Title: Poster Pitch by R.M.T. ten Ham
Challenges in development and market authorisation of ATMP in Europe
Renske ten Ham – PhD student:
My name is Renske ten Ham and I’m a PhD student at Utrecht University. I conduct research on advanced therapies, the regulation but also the health technology assessment in a European context. Biomedical research has brought us a lot of innovative therapies recently. Examples are gene therapies, tissue-engineered products and cell-based therapies. These products are categorized as advanced therapy medicinal products in Europe.
For short: ATMP’s.
There is high expectation of these products, not only by patients but also the physicians, regulators and other stake-holders. A lot of activity and development activity is noticed, yet only eight products are currently on the market in Europe.
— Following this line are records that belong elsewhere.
//! Top-level facade and builder.

use crate::cache::ResultCache;
use crate::config::{Settings, SettingsProvider, SwapSettings};
use crate::envelope::{AuditReport, IdeaSet, KeywordList};
use crate::history::{HistoryEntry, HistoryLog};
use crate::lock::LockManager;
use crate::orchestrator::{
    AuditOrchestrator, ContentSource, Engine, IdeasOrchestrator, KeywordOrchestrator,
    NoContentSource, NoSiteContext, Operation, SiteContextSource, UsageSnapshot,
};
use crate::quota::{Clock, DayBoundary, QuotaCounter, SystemClock};
use crate::store::{MemoryStore, StoreBackend};
use crate::transport::WorkflowTransport;
use crate::Result;
use std::sync::Arc;

/// Unified entry point for the three mediated operations.
///
/// Owns the shared store, the live settings handle, the retry transport and
/// the three orchestrators. Cheap to share behind an `Arc`; every inbound
/// call runs independently and coordinates with concurrent callers only
/// through the store.
pub struct SeoAssistant {
    engine: Arc<Engine>,
    keyword: KeywordOrchestrator,
    ideas: IdeasOrchestrator,
    audit: AuditOrchestrator,
}

impl SeoAssistant {
    pub fn builder() -> SeoAssistantBuilder {
        SeoAssistantBuilder::new()
    }

    /// Keyword research for a seed keyword, optionally enriched with the
    /// configured site context.
    pub async fn research(&self, seed: &str, use_context: bool) -> Result<KeywordList> {
        self.keyword.research(seed, use_context).await
    }

    /// Content-idea generation from a site-context description.
    pub async fn generate_ideas(&self, context: &str) -> Result<IdeaSet> {
        self.ideas.generate_ideas(context).await
    }

    /// SEO audit of one piece of content, resolved through the injected
    /// [`ContentSource`].
    pub async fn audit(&self, content_id: u64) -> Result<AuditReport> {
        self.audit.audit(content_id).await
    }

    /// Today's usage for one operation.
    pub async fn usage_stats(&self, op: Operation) -> Result<UsageSnapshot> {
        self.engine.usage(op).await
    }

    /// Past ideas sessions, newest first.
    pub async fn ideas_history(&self) -> Result<Vec<HistoryEntry>> {
        self.ideas.history().await
    }

    /// Reachability check against the workflow engine's test webhook.
    pub async fn test_connection(&self) -> Result<()> {
        self.engine.transport().ping().await
    }
}

/// Builder wiring the collaborators together.
///
/// Everything has a working default except the settings: with none supplied
/// the assistant builds fine but every outbound call fails with a
/// configuration error, mirroring an unconfigured installation.
pub struct SeoAssistantBuilder {
    settings: Option<Arc<dyn SettingsProvider>>,
    store: Option<Arc<dyn StoreBackend>>,
    site_context: Arc<dyn SiteContextSource>,
    content_source: Arc<dyn ContentSource>,
    day_boundary: DayBoundary,
    clock: Option<Arc<dyn Clock>>,
}

impl SeoAssistantBuilder {
    pub fn new() -> Self {
        Self {
            settings: None,
            store: None,
            site_context: Arc::new(NoSiteContext),
            content_source: Arc::new(NoContentSource),
            day_boundary: DayBoundary::Utc,
            clock: None,
        }
    }

    /// Fixed settings, wrapped in a [`SwapSettings`] handle.
    pub fn settings(mut self, settings: Settings) -> Self {
        self.settings = Some(Arc::new(SwapSettings::new(settings)));
        self
    }

    /// Custom live settings provider (e.g. one backed by an admin UI).
    pub fn settings_provider(mut self, provider: Arc<dyn SettingsProvider>) -> Self {
        self.settings = Some(provider);
        self
    }

    /// Shared store backing locks, quotas, cache and history. Defaults to a
    /// process-local [`MemoryStore`]; multi-process deployments must supply
    /// a shared backend.
    pub fn store(mut self, store: Arc<dyn StoreBackend>) -> Self {
        self.store = Some(store);
        self
    }

    pub fn site_context(mut self, source: Arc<dyn SiteContextSource>) -> Self {
        self.site_context = source;
        self
    }

    pub fn content_source(mut self, source: Arc<dyn ContentSource>) -> Self {
        self.content_source = source;
        self
    }

    /// Where daily quota rollover happens. Defaults to midnight UTC.
    pub fn day_boundary(mut self, boundary: DayBoundary) -> Self {
        self.day_boundary = boundary;
        self
    }

    /// Overrides the quota clock; used by tests to exercise date rollover.
    pub fn clock(mut self, clock: Arc<dyn Clock>) -> Self {
        self.clock = Some(clock);
        self
    }

    pub fn build(self) -> Result<SeoAssistant> {
        let settings: Arc<dyn SettingsProvider> = self
            .settings
            .unwrap_or_else(|| Arc::new(SwapSettings::new(Settings::default())));
        let store: Arc<dyn StoreBackend> =
            self.store.unwrap_or_else(|| Arc::new(MemoryStore::new()));
        let clock: Arc<dyn Clock> = self
            .clock
            .unwrap_or_else(|| Arc::new(SystemClock::new(self.day_boundary)));

        let transport = Arc::new(WorkflowTransport::new(settings.clone())?);
        let engine = Arc::new(Engine::new(
            LockManager::new(store.clone()),
            QuotaCounter::new(store.clone(), clock),
            ResultCache::new(store.clone()),
            transport,
            settings,
        ));

        Ok(SeoAssistant {
            keyword: KeywordOrchestrator::new(engine.clone(), self.site_context),
            ideas: IdeasOrchestrator::new(engine.clone(), HistoryLog::new(store)),
            audit: AuditOrchestrator::new(engine.clone(), self.content_source),
            engine,
        })
    }
}

impl Default for SeoAssistantBuilder {
    fn default() -> Self {
        Self::new()
    }
}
Therefore, the aim of our study was to identify challenges experienced by developers, companies, in this case, and we also aim to associate these challenges with certain characteristics. To do so we conducted a cohort study among companies in Europe. These companies needed to have at least one advanced therapy in a clinical development stage. We used a survey to question challenges experienced by these companies as well as product and company characteristics. The perceived challenges were categorized such as, in categories, as regulatory or technical or HR-challenges and also scored.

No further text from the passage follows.